Patients and methods
The patients were submitted to dermatoneurological examination by dermatologists, infectologists, neurologists, nurses and physical therapists. HIV and AIDS infection and the use of HAART were defined according to the guidelines of the Brazilian Ministry of Health with positive serology ELISA and western blot, flow cytometry for peripheral blood CD4 counts and criteria for AIDS (defined as a CD4 T lymphocyte count of 200 cells/mL and/or clinical conditions that define the disease) (MS, 2017). The diagnosis and classification of leprosy were made according to clinical criteria [28], complementary bacilloscopy and histopathology exams [9] and the WHO Operational Classification [29].

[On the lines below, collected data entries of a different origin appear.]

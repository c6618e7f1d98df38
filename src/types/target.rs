//! Target validation and hostname resolution.
//!
//! A target is either an IP literal (accepted without any lookup) or a
//! hostname that must resolve to at least one address. Validation always
//! finishes before the first probe is dispatched.

use crate::error::ScanError;
use crate::types::PortRange;
use serde::{Deserialize, Serialize};
use std::fmt;
use std::net::IpAddr;
use trust_dns_resolver::config::{ResolverConfig, ResolverOpts};
use trust_dns_resolver::TokioAsyncResolver;

/// A validated scan target: host, resolved address and port range.
#[derive(Debug, Clone, PartialEq, Eq, Serialize, Deserialize)]
pub struct ScanTarget {
    /// The original input (hostname or IP string).
    pub original: String,
    /// The resolved IP address.
    pub ip: IpAddr,
    /// Ports to probe, inclusive.
    pub range: PortRange,
}

impl ScanTarget {
    /// Validate the port range and the host, in that order.
    ///
    /// The range check is pure, so a bad range never costs a DNS query.
    pub async fn validate(target: &str, start: u32, end: u32) -> Result<Self, ScanError> {
        let range = PortRange::new(start, end)?;
        let original = target.trim();
        let ip = resolve_host(original).await?;

        Ok(Self {
            original: original.to_string(),
            ip,
            range,
        })
    }

    /// Build a target from an already known address. No lookup is made.
    pub fn from_ip(ip: IpAddr, range: PortRange) -> Self {
        Self {
            original: ip.to_string(),
            ip,
            range,
        }
    }
}

impl fmt::Display for ScanTarget {
    fn fmt(&self, f: &mut fmt::Formatter<'_>) -> fmt::Result {
        if self.original == self.ip.to_string() {
            write!(f, "{}", self.ip)
        } else {
            write!(f, "{} ({})", self.original, self.ip)
        }
    }
}

/// Error type for target parsing and resolution.
#[derive(Debug, Clone, PartialEq, Eq, thiserror::Error)]
pub enum TargetError {
    #[error("no target given")]
    Empty,
    #[error("'{0}' is neither an IP address nor a valid hostname")]
    InvalidFormat(String),
    #[error("failed to resolve hostname '{0}': {1}")]
    DnsResolutionFailed(String, String),
    #[error("no IP addresses found for hostname '{0}'")]
    NoAddressesFound(String),
}

/// Resolve a hostname or IP address string to a single address.
///
/// IP literals short-circuit. Hostnames go through the system resolver
/// configuration (which honours the hosts file), falling back to the
/// built-in upstream servers if the system configuration is unreadable.
pub async fn resolve_host(target: &str) -> Result<IpAddr, TargetError> {
    let target = target.trim();
    if target.is_empty() {
        return Err(TargetError::Empty);
    }

    if let Ok(ip) = target.parse::<IpAddr>() {
        return Ok(ip);
    }

    if !is_plausible_hostname(target) {
        return Err(TargetError::InvalidFormat(target.to_string()));
    }

    let resolver = TokioAsyncResolver::tokio_from_system_conf().unwrap_or_else(|err| {
        tracing::debug!(%err, "system resolver configuration unavailable, using defaults");
        TokioAsyncResolver::tokio(ResolverConfig::default(), ResolverOpts::default())
    });

    let response = resolver
        .lookup_ip(target)
        .await
        .map_err(|e| TargetError::DnsResolutionFailed(target.to_string(), e.to_string()))?;

    let ip = response
        .iter()
        .next()
        .ok_or_else(|| TargetError::NoAddressesFound(target.to_string()))?;

    tracing::debug!(host = target, %ip, "resolved target");
    Ok(ip)
}

/// Cheap sanity check before a lookup: one token, no control characters.
///
/// Label syntax is left to the resolver: container DNS serves names like
/// `my_service`.
fn is_plausible_hostname(s: &str) -> bool {
    !s.is_empty() && s.len() <= 253 && !s.chars().any(|c| c.is_whitespace() || c.is_control())
}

NFI considered the sensory damage that was assessed by sensitivity tests on the nerves most commonly affected in leprosy (ulnar, median, radial, common fibular and posterior tibial), performed using Semmes Weinstein monofilament, in which individuals with sensory damage were considered those who did not feel the 2-g filaments. Motor damage was evaluated by the manual muscle strength test, which is also related to the nerves present in the evaluation, and motor damage was considered when the patient presented a degree of muscle strength of less than or equal to 4 (paralyzed or weak) [28]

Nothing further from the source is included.